Его общественное поведение было таким, какого следовало ожидать от человека столь высокого духа и столь мощного интеллекта. Он жил в одну из самых памятных эпох в истории человечества, в самый разгар великого конфликта между Ормаздом и Ариманом, свободой и деспотизмом, разумом и предрассудками. Эта великая битва велась не для одного поколения, не для одной страны. Судьбы человеческого рода были поставлены на ту же карту, что и свобода английского народа. Тогда были впервые провозглашены те могучие принципы, которые с тех пор проложили себе путь в глубь американских лесов, которые пробудили Грецию от рабства и деградации двух тысяч лет и которые из одного конца Европы в другой зажгли неугасимый огонь в сердцах угнетенных и ослабили колени угнетателей необычайным страхом.
Из этих принципов, боровшихся тогда за свое младенческое существование, Мильтон был самым преданным и красноречивым литературным поборником. Нам не нужно говорить, как сильно мы восхищаемся его общественным поведением. Но мы не можем скрыть от себя, что большая часть его соотечественников до сих пор считает его неоправданным. Гражданская война, действительно, обсуждалась больше и понята меньше, чем любое другое событие в английской истории. Друзья свободы страдали от недостатка, на который так горько жаловался лев в басне. Хотя они были победителями, их враги были живописцами. Как группа, круглоголовые сделали все возможное, чтобы опорочить и разрушить литературу; и литература была в расчете с ними, как, в конечном счете, она всегда бывает со своими врагами. Лучшая книга на их стороне вопроса — это очаровательное повествование миссис Хатчинсон. «История парламента» Мэя хороша; но она обрывается на самом интересном кризисе борьбы. Труд Ладлоу глуп и неистов; и большинство поздних писателей, которые поддержали то же дело, Олдмиксон, например, и Кэтрин Маколей, были, мягко говоря, более отмечены рвением, чем беспристрастием или мастерством.
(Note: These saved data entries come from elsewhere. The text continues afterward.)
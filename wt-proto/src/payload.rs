//! Fixed header carried at the front of relayed test payloads.
//!
//! Four big-endian `u32` fields: `stream_id | sequence | timestamp | eof`.
//! The `stream_id` here is the application's own numbering and is unrelated
//! to the QUIC stream id the bytes travel on.

use crate::codec::Cursor;

#[derive(Debug, Clone, Copy, PartialEq, Eq)]
pub struct PayloadHeader {
    pub stream_id: u32,
    pub sequence: u32,
    pub timestamp: u32,
    pub eof: u32,
}

impl PayloadHeader {
    pub const LEN: usize = 16;

    /// Parse the header from the front of `payload`. Returns `None` when
    /// fewer than [`PayloadHeader::LEN`] bytes are present.
    pub fn parse(payload: &[u8]) -> Option<Self> {
        let mut c = Cursor::new(payload);
        Some(Self {
            stream_id: c.read_u32().ok()?,
            sequence: c.read_u32().ok()?,
            timestamp: c.read_u32().ok()?,
            eof: c.read_u32().ok()?,
        })
    }

    pub fn encode(&self, buf: &mut Vec<u8>) {
        for field in [self.stream_id, self.sequence, self.timestamp, self.eof] {
            buf.extend_from_slice(&field.to_be_bytes());
        }
    }

    pub fn is_eof(&self) -> bool {
        self.eof != 0
    }
}

#[cfg(test)]
mod tests {
    use super::*;

    #[test]
    fn parses_big_endian_fields_and_ignores_body() {
        let mut buf = Vec::new();
        PayloadHeader {
            stream_id: 1,
            sequence: 0x0102_0304,
            timestamp: 99,
            eof: 1,
        }
        .encode(&mut buf);
        assert_eq!(&buf[..8], &[0, 0, 0, 1, 1, 2, 3, 4]);
        buf.extend_from_slice(b"opaque body");

        let h = PayloadHeader::parse(&buf).unwrap();
        assert_eq!(h.stream_id, 1);
        assert_eq!(h.sequence, 0x0102_0304);
        assert_eq!(h.timestamp, 99);
        assert!(h.is_eof());
    }

    #[test]
    fn short_payload_has_no_header() {
        assert_eq!(PayloadHeader::parse(&[0u8; 15]), None);
        assert!(PayloadHeader::parse(&[0u8; 16]).is_some());
    }
}
use crate::codec::Cursor;
use crate::error::{Error, Result};
use crate::frame::{H3_FRAME_DATA, H3_FRAME_HEADERS, H3_FRAME_SETTINGS};
use crate::varint;

use super::Settings;

#[derive(Debug, Clone, PartialEq, Eq)]
pub struct H3Frame {
    pub frame_type: u64,
    pub payload: Vec<u8>,
}

impl H3Frame {
    pub fn new(frame_type: u64, payload: Vec<u8>) -> Self {
        Self {
            frame_type,
            payload,
        }
    }

    pub fn encode(&self, buf: &mut Vec<u8>) -> Result<usize> {
        let start = buf.len();
        encode_frame_header(self.frame_type, self.payload.len(), buf)?;
        buf.extend_from_slice(&self.payload);
        Ok(buf.len() - start)
    }

    pub fn to_bytes(&self) -> Result<Vec<u8>> {
        let mut buf = Vec::with_capacity(self.payload.len() + 4);
        self.encode(&mut buf)?;
        Ok(buf)
    }

    pub fn decode(buf: &[u8]) -> Result<(Self, usize)> {
        let mut cursor = Cursor::new(buf);
        let frame_type = cursor.read_varint()?;
        let len = cursor.read_varint()?;
        let len = usize::try_from(len)
            .map_err(|_| Error::H3Frame(format!("frame length {len} too large")))?;
        let payload = cursor.read_bytes(len)?.to_vec();
        Ok((Self::new(frame_type, payload), cursor.position()))
    }
}

/// Write just `type | length`, for callers that send the payload separately.
pub fn encode_frame_header(frame_type: u64, len: usize, buf: &mut Vec<u8>) -> Result<()> {
    varint::write(frame_type, buf)?;
    varint::write(len as u64, buf)?;
    Ok(())
}

pub fn data_frame(payload: &[u8]) -> Result<Vec<u8>> {
    let mut buf = Vec::with_capacity(payload.len() + 9);
    encode_frame_header(H3_FRAME_DATA, payload.len(), &mut buf)?;
    buf.extend_from_slice(payload);
    Ok(buf)
}

pub fn headers_frame(block: Vec<u8>) -> Result<Vec<u8>> {
    H3Frame::new(H3_FRAME_HEADERS, block).to_bytes()
}

pub fn encode_settings(settings: &Settings) -> Result<Vec<u8>> {
    let mut payload = Vec::new();
    for (&id, &value) in settings {
        varint::write(id, &mut payload)?;
        varint::write(value, &mut payload)?;
    }
    H3Frame::new(H3_FRAME_SETTINGS, payload).to_bytes()
}

/// Parse a SETTINGS payload. A repeated identifier is an error.
pub fn decode_settings(payload: &[u8]) -> Result<Settings> {
    let mut settings = Settings::new();
    let mut cursor = Cursor::new(payload);
    while cursor.remaining() > 0 {
        let id = cursor.read_varint()?;
        let value = cursor.read_varint()?;
        if settings.insert(id, value).is_some() {
            return Err(Error::H3Frame(format!("duplicate setting {id:#x}")));
        }
    }
    Ok(settings)
}

/// Incremental frame parser for one stream.
#[derive(Debug, Default)]
pub struct FrameParser {
    buf: Vec<u8>,
}

impl FrameParser {
    pub fn new() -> Self {
        Self::default()
    }

    pub fn push(&mut self, data: &[u8]) {
        self.buf.extend_from_slice(data);
    }

    pub fn next_frame(&mut self) -> Result<Option<H3Frame>> {
        match H3Frame::decode(&self.buf) {
            Ok((frame, consumed)) => {
                self.buf.drain(..consumed);
                Ok(Some(frame))
            }
            Err(Error::BufferTooShort) => Ok(None),
            Err(e) => Err(e),
        }
    }

    pub fn is_empty(&self) -> bool {
        self.buf.is_empty()
    }
}

#[cfg(test)]
mod tests {
    use super::*;

    #[test]
    fn settings_round_trip() {
        let settings = Settings::from([(0x01, 0), (0x33, 1), (0xffd277, 1)]);
        let encoded = encode_settings(&settings).unwrap();
        let (frame, consumed) = H3Frame::decode(&encoded).unwrap();
        assert_eq!(consumed, encoded.len());
        assert_eq!(frame.frame_type, H3_FRAME_SETTINGS);
        assert_eq!(decode_settings(&frame.payload).unwrap(), settings);
    }

    #[test]
    fn duplicate_setting_rejected() {
        assert!(matches!(
            decode_settings(&[0x33, 0x01, 0x33, 0x00]),
            Err(Error::H3Frame(_))
        ));
    }

    #[test]
    fn data_frame_layout() {
        assert_eq!(data_frame(b"abc").unwrap(), vec![0x00, 0x03, b'a', b'b', b'c']);
    }

    #[test]
    fn parser_yields_frames_as_they_complete() {
        let mut buf = data_frame(&[10, 20, 30]).unwrap();
        H3Frame::new(0x21, vec![]).encode(&mut buf).unwrap();

        let mut parser = FrameParser::new();
        let mut frames = Vec::new();
        for b in &buf {
            parser.push(std::slice::from_ref(b));
            while let Some(f) = parser.next_frame().unwrap() {
                frames.push(f);
            }
        }
        assert_eq!(
            frames,
            vec![
                H3Frame::new(H3_FRAME_DATA, vec![10, 20, 30]),
                H3Frame::new(0x21, vec![])
            ]
        );
        assert!(parser.is_empty());
    }
}
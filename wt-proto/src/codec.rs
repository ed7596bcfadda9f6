//! Bounds-checked reader over a byte slice.

use crate::error::{Error, Result};
use crate::varint;

/// Read position over a borrowed buffer. Every read fails with
/// [`Error::BufferTooShort`] rather than panicking on short input.
#[derive(Debug)]
pub struct Cursor<'a> {
    buf: &'a [u8],
    pos: usize,
}

impl<'a> Cursor<'a> {
    pub fn new(buf: &'a [u8]) -> Self {
        Self { buf, pos: 0 }
    }

    pub fn remaining(&self) -> usize {
        self.buf.len() - self.pos
    }

    pub fn position(&self) -> usize {
        self.pos
    }

    /// The unread tail.
    pub fn remaining_bytes(&self) -> &'a [u8] {
        &self.buf[self.pos..]
    }

    pub fn read_u32(&mut self) -> Result<u32> {
        let bytes = self.read_bytes(4)?;
        Ok(u32::from_be_bytes([bytes[0], bytes[1], bytes[2], bytes[3]]))
    }

    pub fn read_varint(&mut self) -> Result<u64> {
        let (v, n) = varint::decode(&self.buf[self.pos..])?;
        self.pos += n;
        Ok(v)
    }

    pub fn read_bytes(&mut self, len: usize) -> Result<&'a [u8]> {
        if self.remaining() < len {
            return Err(Error::BufferTooShort);
        }
        let slice = &self.buf[self.pos..self.pos + len];
        self.pos += len;
        Ok(slice)
    }
}
use std::net::SocketAddr;
use std::sync::{mpsc as std_mpsc, Arc};
use std::thread::JoinHandle;
use std::time::Duration;

use quinn::{Endpoint, VarInt};
use tokio::sync::{mpsc, oneshot};
use tracing::{debug, info, warn};
use wt_relay::{ConnectionId, Engine, HandlerResolver};

use crate::config::ServerConfig;
use crate::error::{Result, ServerError};
use crate::h3_source::{self, EngineMessage};
use crate::quinn_transport::QuinnTransport;
use crate::resolver::DocRootResolver;
use crate::tls;

const SERVER_STOPPED: u32 = 0x100;
const DRAIN_TIMEOUT: Duration = Duration::from_secs(1);

struct Running {
    shutdown: oneshot::Sender<()>,
    thread: JoinHandle<()>,
    local_addr: SocketAddr,
}

/// WebTransport over HTTP/3 server running its own thread and runtime.
///
/// Dropping a started server stops it.
pub struct WebTransportH3Server {
    config: ServerConfig,
    running: Option<Running>,
}

impl WebTransportH3Server {
    pub fn new(config: ServerConfig) -> Self {
        info!(cert = %config.cert_path.display(), "WebTransport over HTTP/3 server");
        Self {
            config,
            running: None,
        }
    }

    pub fn config(&self) -> &ServerConfig {
        &self.config
    }

    /// Address the endpoint is bound to once started.
    pub fn local_addr(&self) -> Option<SocketAddr> {
        self.running.as_ref().map(|running| running.local_addr)
    }

    pub fn is_started(&self) -> bool {
        self.running.is_some()
    }

    /// Bind and start serving. Returns once the endpoint is bound.
    pub fn start(&mut self) -> Result<SocketAddr> {
        if self.running.is_some() {
            return Err(ServerError::AlreadyStarted);
        }
        let server_config = tls::quic_server_config(&self.config)?;
        let addr = self.config.bind_addr()?;
        let resolver: Arc<dyn HandlerResolver> =
            Arc::new(DocRootResolver::new(&self.config.doc_root));
        let engine = self.config.engine.clone();

        let (shutdown_tx, shutdown_rx) = oneshot::channel();
        let (ready_tx, ready_rx) = std_mpsc::channel();
        let thread = std::thread::Builder::new()
            .name("webtransport-h3-server".into())
            .spawn(move || {
                let runtime = match tokio::runtime::Builder::new_current_thread()
                    .enable_all()
                    .build()
                {
                    Ok(runtime) => runtime,
                    Err(err) => {
                        let _ = ready_tx.send(Err(ServerError::Runtime(err)));
                        return;
                    }
                };
                runtime.block_on(async move {
                    let endpoint = match Endpoint::server(server_config, addr) {
                        Ok(endpoint) => endpoint,
                        Err(source) => {
                            let _ = ready_tx.send(Err(ServerError::Bind { addr, source }));
                            return;
                        }
                    };
                    let local_addr = match endpoint.local_addr() {
                        Ok(local_addr) => local_addr,
                        Err(source) => {
                            let _ = ready_tx.send(Err(ServerError::Bind { addr, source }));
                            return;
                        }
                    };
                    if ready_tx.send(Ok(local_addr)).is_err() {
                        return;
                    }
                    serve(endpoint, Engine::new(engine, resolver), shutdown_rx).await;
                });
            })
            .map_err(|err| ServerError::Thread(err.to_string()))?;

        let ready = ready_rx
            .recv()
            .unwrap_or_else(|_| Err(ServerError::Thread("exited before binding".into())));
        let local_addr = match ready {
            Ok(local_addr) => local_addr,
            Err(err) => {
                let _ = thread.join();
                return Err(err);
            }
        };

        info!(%local_addr, doc_root = %self.config.doc_root.display(), "Started");
        self.running = Some(Running {
            shutdown: shutdown_tx,
            thread,
            local_addr,
        });
        Ok(local_addr)
    }

    /// Stop serving and wait for the server thread. Stopping a server that
    /// is not running does nothing.
    pub fn stop(&mut self) -> Result<()> {
        let Some(running) = self.running.take() else {
            return Ok(());
        };
        if running.shutdown.send(()).is_err() {
            debug!("server loop already gone");
        }
        running
            .thread
            .join()
            .map_err(|_| ServerError::Thread("server thread panicked".into()))?;
        info!(local_addr = %running.local_addr, "Stopped");
        Ok(())
    }
}

impl Drop for WebTransportH3Server {
    fn drop(&mut self) {
        if let Err(err) = self.stop() {
            warn!(%err, "failed to stop server");
        }
    }
}

impl std::fmt::Debug for WebTransportH3Server {
    fn fmt(&self, f: &mut std::fmt::Formatter<'_>) -> std::fmt::Result {
        f.debug_struct("WebTransportH3Server")
            .field("config", &self.config)
            .field("local_addr", &self.local_addr())
            .finish()
    }
}

async fn serve(
    endpoint: Endpoint,
    mut engine: Engine<QuinnTransport>,
    mut shutdown: oneshot::Receiver<()>,
) {
    let (tx, mut rx) = mpsc::unbounded_channel();
    let mut next_id = 0;
    loop {
        tokio::select! {
            _ = &mut shutdown => break,
            incoming = endpoint.accept() => {
                let Some(incoming) = incoming else {
                    break;
                };
                next_id += 1;
                tokio::spawn(h3_source::drive(ConnectionId(next_id), incoming, tx.clone()));
            }
            Some(message) = rx.recv() => dispatch(&mut engine, message),
        }
    }

    endpoint.close(VarInt::from_u32(SERVER_STOPPED), b"server stopped");
    if tokio::time::timeout(DRAIN_TIMEOUT, endpoint.wait_idle())
        .await
        .is_err()
    {
        debug!("connections still draining at shutdown");
    }
}

fn dispatch(engine: &mut Engine<QuinnTransport>, message: EngineMessage) {
    match message {
        EngineMessage::Connected { id, transport } => {
            debug!(connection = %id, ?transport, "registering connection");
            engine.add_connection(id, transport);
        }
        EngineMessage::Event { id, event } => {
            if let Err(err) = engine.handle_event(id, event) {
                debug!(connection = %id, %err, "event not applied");
            }
        }
    }
}
//! Wire codepoints used by the session engine and the HTTP/3 adapter.
//!
//! Collected in one place so the engine never carries magic numbers.
//! Capsule and settings values follow the drafts Chrome's WebTransport
//! implementation speaks (webtrans-http3-02, masque-h3-datagram-04/05).

// ---------------------------------------------------------------------------
// HTTP/3 SETTINGS parameters
// ---------------------------------------------------------------------------

/// QPACK max dynamic table capacity.
pub const SETTINGS_QPACK_MAX_TABLE_CAPACITY: u64 = 0x01;

/// QPACK max blocked streams.
pub const SETTINGS_QPACK_BLOCKED_STREAMS: u64 = 0x07;

/// Enable extended CONNECT (RFC 9220).
pub const SETTINGS_ENABLE_CONNECT_PROTOCOL: u64 = 0x08;

/// HTTP Datagrams, stable revision (RFC 9297).
pub const SETTINGS_H3_DATAGRAM: u64 = 0x33;

/// HTTP Datagrams, draft-04 revision. Peers that send this with value 1
/// register datagram formats with capsules on the session stream.
pub const SETTINGS_H3_DATAGRAM_DRAFT04: u64 = 0xffd277;

/// WebTransport enablement (webtrans-http3-02).
pub const SETTINGS_ENABLE_WEBTRANSPORT: u64 = 0x2b603742;

/// Maximum concurrent WebTransport sessions.
pub const SETTINGS_WT_MAX_SESSIONS: u64 = 0x14e9cd29;

// ---------------------------------------------------------------------------
// HTTP/3 frame types
// ---------------------------------------------------------------------------

pub const H3_FRAME_DATA: u64 = 0x00;
pub const H3_FRAME_HEADERS: u64 = 0x01;
pub const H3_FRAME_SETTINGS: u64 = 0x04;
pub const H3_FRAME_GOAWAY: u64 = 0x07;

// ---------------------------------------------------------------------------
// Stream types and signals
// ---------------------------------------------------------------------------

pub const H3_STREAM_TYPE_CONTROL: u64 = 0x00;
pub const H3_STREAM_TYPE_PUSH: u64 = 0x01;
pub const H3_STREAM_TYPE_QPACK_ENCODER: u64 = 0x02;
pub const H3_STREAM_TYPE_QPACK_DECODER: u64 = 0x03;

/// Unidirectional WebTransport stream type.
pub const WT_UNI_STREAM_TYPE: u64 = 0x54;

/// Signal opening a bidirectional WebTransport stream.
pub const WT_BIDI_SIGNAL: u64 = 0x41;

// ---------------------------------------------------------------------------
// Capsule types
// ---------------------------------------------------------------------------

pub const CAPSULE_DATAGRAM: u64 = 0xff37a0;
pub const CAPSULE_REGISTER_DATAGRAM_CONTEXT: u64 = 0xff37a1;
pub const CAPSULE_REGISTER_DATAGRAM_NO_CONTEXT: u64 = 0xff37a2;
pub const CAPSULE_CLOSE_DATAGRAM_CONTEXT: u64 = 0xff37a3;
pub const CAPSULE_CLOSE_WEBTRANSPORT_SESSION: u64 = 0x2843;

/// Datagram format type a REGISTER_DATAGRAM_NO_CONTEXT capsule must carry.
pub const WEBTRANSPORT_DATAGRAM_FORMAT_TYPE: u64 = 0xff7c00;

// ---------------------------------------------------------------------------
// HTTP/3 error codes
// ---------------------------------------------------------------------------

pub const H3_NO_ERROR: u64 = 0x0100;
pub const H3_GENERAL_PROTOCOL_ERROR: u64 = 0x0101;
pub const H3_INTERNAL_ERROR: u64 = 0x0102;
pub const H3_STREAM_CREATION_ERROR: u64 = 0x0103;
pub const H3_FRAME_UNEXPECTED: u64 = 0x0105;
pub const H3_FRAME_ERROR: u64 = 0x0106;
pub const H3_MESSAGE_ERROR: u64 = 0x010e;
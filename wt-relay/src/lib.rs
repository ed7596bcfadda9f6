//! WebTransport session engine.
//!
//! The engine is synchronous and performs no I/O of its own. A transport
//! adapter feeds it [`QuicEvent`]s per connection and implements
//! [`Transport`] so the engine can answer. Established sessions share a
//! [`SessionRegistry`] through which stream payloads and datagrams are
//! relayed to every other session.

pub mod config;
pub mod connection;
pub mod datagram;
pub mod engine;
pub mod error;
pub mod event;
pub mod handler;
pub mod registry;
pub mod session;
pub mod stash;
pub mod transport;

pub use config::Config;
pub use connection::Connection;
pub use datagram::DatagramNegotiator;
pub use engine::Engine;
pub use error::{Error, Result};
pub use event::{H3Event, QuicEvent};
pub use handler::{
    HandlerError, HandlerRegistry, HandlerResolver, HandlerResult, ResolveError, SessionHandle,
    SessionHandler,
};
pub use registry::{ConnectionId, SessionEntry, SessionRegistry};
pub use session::{Attachments, Session, SessionState};
pub use stash::{MemoryStash, Stash, StashError, StashHandle};
pub use transport::{Transport, TransportError};

pub use wt_proto::{CloseInfo, Settings};
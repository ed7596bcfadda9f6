//! Application callbacks and the capabilities they are handed.

use std::backtrace::Backtrace;
use std::collections::HashMap;
use std::panic::{self, AssertUnwindSafe};
use std::sync::Arc;

use thiserror::Error;
use tracing::{debug, error, warn};
use url::Url;
use wt_proto::{stream, CloseInfo};

use crate::datagram::DatagramRoute;
use crate::session::{Attachments, Session};
use crate::stash::{Stash, StashHandle};
use crate::transport::{Transport, TransportResult};

pub type HandlerError = Box<dyn std::error::Error + Send + Sync>;
pub type HandlerResult = Result<(), HandlerError>;

/// Callbacks for one session. Every method defaults to doing nothing.
///
/// A callback that returns `Err` or panics is logged; the session carries on
/// as if the callback were absent.
#[allow(unused_variables)]
pub trait SessionHandler {
    /// Runs before the CONNECT response is sent. Adding a `:status` other
    /// than 200 to `response_headers` rejects the session.
    fn connect_received(
        &mut self,
        request_headers: &[(String, String)],
        response_headers: &mut Vec<(String, String)>,
    ) -> HandlerResult {
        Ok(())
    }

    fn session_established(&mut self, session: &mut SessionHandle<'_>) -> HandlerResult {
        Ok(())
    }

    fn stream_data_received(
        &mut self,
        session: &mut SessionHandle<'_>,
        stream_id: u64,
        data: &[u8],
        stream_ended: bool,
    ) -> HandlerResult {
        Ok(())
    }

    fn datagram_received(&mut self, session: &mut SessionHandle<'_>, data: &[u8]) -> HandlerResult {
        Ok(())
    }

    fn session_closed(
        &mut self,
        session: &mut SessionHandle<'_>,
        close_info: Option<&CloseInfo>,
        abruptly: bool,
    ) -> HandlerResult {
        Ok(())
    }

    fn stream_reset(
        &mut self,
        session: &mut SessionHandle<'_>,
        stream_id: u64,
        error_code: u64,
    ) -> HandlerResult {
        Ok(())
    }
}

/// What a callback may do with its session.
pub struct SessionHandle<'a> {
    session: &'a mut Session,
    transport: &'a dyn Transport,
    datagrams: DatagramRoute,
    stash_store: &'a Arc<dyn Stash>,
    stash_path: &'a str,
}

impl<'a> SessionHandle<'a> {
    pub(crate) fn new(
        session: &'a mut Session,
        transport: &'a dyn Transport,
        datagrams: DatagramRoute,
        stash_store: &'a Arc<dyn Stash>,
        stash_path: &'a str,
    ) -> Self {
        Self {
            session,
            transport,
            datagrams,
            stash_store,
            stash_path,
        }
    }

    pub fn session_id(&self) -> u64 {
        self.session.id()
    }

    pub fn request_headers(&self) -> &[(String, String)] {
        self.session.request_headers()
    }

    pub fn attachments(&mut self) -> &mut Attachments {
        &mut self.session.attachments
    }

    /// The cross-session stash. Opened on first use.
    pub fn stash(&mut self) -> &StashHandle {
        let (store, path) = (self.stash_store, self.stash_path);
        self.session.stash.get_or_insert_with(|| {
            debug!(path, "opening stash");
            StashHandle::new(Arc::clone(store), path)
        })
    }

    pub fn stream_is_unidirectional(&self, stream_id: u64) -> bool {
        stream::is_unidirectional(stream_id)
    }

    /// Close the session once the current callback returns, sending
    /// CLOSE_WEBTRANSPORT_SESSION first when `close_info` is given.
    pub fn close(&mut self, close_info: Option<CloseInfo>) {
        if self.session.close_request.is_none() {
            self.session.close_request = Some(close_info);
        }
    }

    pub fn create_unidirectional_stream(&mut self) -> TransportResult<u64> {
        let id = self
            .transport
            .create_webtransport_stream(self.session.id(), true)?;
        debug!(session_id = self.session.id(), stream_id = id, "created unidirectional stream");
        Ok(id)
    }

    pub fn create_bidirectional_stream(&mut self) -> TransportResult<u64> {
        let id = self
            .transport
            .create_webtransport_stream(self.session.id(), false)?;
        debug!(session_id = self.session.id(), stream_id = id, "created bidirectional stream");
        Ok(id)
    }

    pub fn send_stream_data(
        &mut self,
        stream_id: u64,
        data: &[u8],
        end_stream: bool,
    ) -> TransportResult<()> {
        self.transport.send_stream_data(stream_id, data, end_stream)
    }

    /// Datagrams the peer has not agreed to receive are dropped with a
    /// warning.
    pub fn send_datagram(&mut self, data: &[u8]) -> TransportResult<()> {
        if !self.datagrams.allowed {
            warn!(
                session_id = self.session.id(),
                "sending a datagram while that's not allowed; discarding it"
            );
            return Ok(());
        }
        self.transport.send_datagram(self.datagrams.flow_id, data)
    }

    pub fn stop_stream(&mut self, stream_id: u64, code: u64) -> TransportResult<()> {
        self.transport.stop_stream(stream_id, code)
    }

    pub fn reset_stream(&mut self, stream_id: u64, code: u64) -> TransportResult<()> {
        self.transport.reset_stream(stream_id, code)
    }
}

/// Run one callback, containing its failure.
pub(crate) fn invoke<F>(callback: &'static str, session_id: u64, f: F)
where
    F: FnOnce() -> HandlerResult,
{
    match panic::catch_unwind(AssertUnwindSafe(f)) {
        Ok(Ok(())) => {}
        Ok(Err(err)) => {
            let backtrace = Backtrace::force_capture();
            error!(callback, session_id, error = %err, %backtrace, "handler callback failed");
        }
        Err(payload) => {
            let message = payload
                .downcast_ref::<&str>()
                .map(|s| (*s).to_owned())
                .or_else(|| payload.downcast_ref::<String>().cloned())
                .unwrap_or_else(|| "non-string panic payload".to_owned());
            let backtrace = Backtrace::force_capture();
            error!(callback, session_id, panic = %message, %backtrace, "handler callback panicked");
        }
    }
}

#[derive(Error, Debug, Clone, PartialEq, Eq)]
pub enum ResolveError {
    #[error("no handler for {0}")]
    NotFound(String),
}

/// Maps a CONNECT `:path` to a fresh handler for the new session.
pub trait HandlerResolver: Send + Sync {
    fn resolve(&self, path: &str) -> Result<Box<dyn SessionHandler>, ResolveError>;
}

type HandlerFactory = Box<dyn Fn() -> Box<dyn SessionHandler> + Send + Sync>;

/// Handlers registered by path ahead of time. The query string of a request
/// path is ignored when matching.
#[derive(Default)]
pub struct HandlerRegistry {
    factories: HashMap<String, HandlerFactory>,
}

impl HandlerRegistry {
    pub fn new() -> Self {
        Self::default()
    }

    pub fn register<F, H>(&mut self, path: impl Into<String>, factory: F) -> &mut Self
    where
        F: Fn() -> H + Send + Sync + 'static,
        H: SessionHandler + 'static,
    {
        let factory: HandlerFactory =
            Box::new(move || Box::new(factory()) as Box<dyn SessionHandler>);
        self.factories.insert(path.into(), factory);
        self
    }

    pub fn contains(&self, path: &str) -> bool {
        request_path(path).is_some_and(|p| self.factories.contains_key(&p))
    }

    /// A fresh handler registered under exactly `name`.
    pub fn create(&self, name: &str) -> Option<Box<dyn SessionHandler>> {
        self.factories.get(name).map(|factory| factory())
    }

    pub fn paths(&self) -> impl Iterator<Item = &str> {
        self.factories.keys().map(String::as_str)
    }
}

impl HandlerResolver for HandlerRegistry {
    fn resolve(&self, path: &str) -> Result<Box<dyn SessionHandler>, ResolveError> {
        request_path(path)
            .and_then(|p| self.create(&p))
            .ok_or_else(|| ResolveError::NotFound(path.to_owned()))
    }
}

impl std::fmt::Debug for HandlerRegistry {
    fn fmt(&self, f: &mut std::fmt::Formatter<'_>) -> std::fmt::Result {
        f.debug_set().entries(self.factories.keys()).finish()
    }
}

/// A request target (`:path`) as a URL on a placeholder origin.
pub fn request_url(target: &str) -> Option<Url> {
    Url::parse("https://localhost/").ok()?.join(target).ok()
}

/// The normalized path of a request target, without query or fragment.
pub fn request_path(target: &str) -> Option<String> {
    request_url(target).map(|url| url.path().to_owned())
}
//! The slice of HTTP/3 the server adapter needs: frames, SETTINGS and a
//! static-table QPACK codec.

pub mod frame;
pub mod qpack;

use std::collections::BTreeMap;

use crate::frame::{
    SETTINGS_ENABLE_CONNECT_PROTOCOL, SETTINGS_ENABLE_WEBTRANSPORT, SETTINGS_H3_DATAGRAM,
    SETTINGS_QPACK_BLOCKED_STREAMS, SETTINGS_QPACK_MAX_TABLE_CAPACITY, SETTINGS_WT_MAX_SESSIONS,
};

/// HTTP/3 SETTINGS as an identifier to value map.
pub type Settings = BTreeMap<u64, u64>;

/// Settings a WebTransport server sends before any negotiation-specific
/// additions.
pub fn server_settings() -> Settings {
    Settings::from([
        (SETTINGS_QPACK_MAX_TABLE_CAPACITY, 0),
        (SETTINGS_QPACK_BLOCKED_STREAMS, 0),
        (SETTINGS_ENABLE_CONNECT_PROTOCOL, 1),
        (SETTINGS_H3_DATAGRAM, 1),
        (SETTINGS_ENABLE_WEBTRANSPORT, 1),
        (SETTINGS_WT_MAX_SESSIONS, 1),
    ])
}

/// Look up a header by name; the last occurrence wins.
pub fn header<'a>(headers: &'a [(String, String)], name: &str) -> Option<&'a str> {
    headers
        .iter()
        .rev()
        .find(|(n, _)| n == name)
        .map(|(_, v)| v.as_str())
}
С другой стороны — самые авторитетные и самые популярные исторические труды на нашем языке: Кларендона и Юма. Первый не только умело написан и полон ценной информации, но и обладает налетом достоинства и искренности, которые делают даже предрассудки и ошибки, которыми он изобилует, респектабельными. Юм, из чьего захватывающего повествования огромная масса читающей публики до сих пор довольствуется черпанием своих мнений, ненавидел религию настолько, что ненавидел свободу за то, что она была связана с религией, и защищал дело тирании с ловкостью адвоката, притворяясь беспристрастностью судьи.
Общественное поведение Мильтона должно быть одобрено или осуждено в зависимости от того, покажется ли сопротивление народа Карлу Первому оправданным или преступным. Поэтому мы не будем извиняться за то, что посвятим несколько страниц обсуждению этого интересного и важнейшего вопроса. Мы не будем аргументировать его на общих основаниях. Мы не будем прибегать к тем первичным принципам, из которых следует выводить право любого правительства на повиновение своих подданных. Мы имеем право на эту выгодную позицию, но мы откажемся от нее. Мы в этом вопросе настолько уверены в своем превосходстве, что не прочь подражать показному великодушию тех древних рыцарей, которые давали обет сражаться без шлема и щита против всех врагов и предоставлять своим противникам преимущество солнца и ветра. Мы возьмем голый конституционный вопрос. Мы уверенно утверждаем, что каждая причина, которую можно привести в пользу Революции 1688 года, может быть приведена с по крайней мере равной силой в пользу того, что называется Великой Революцией.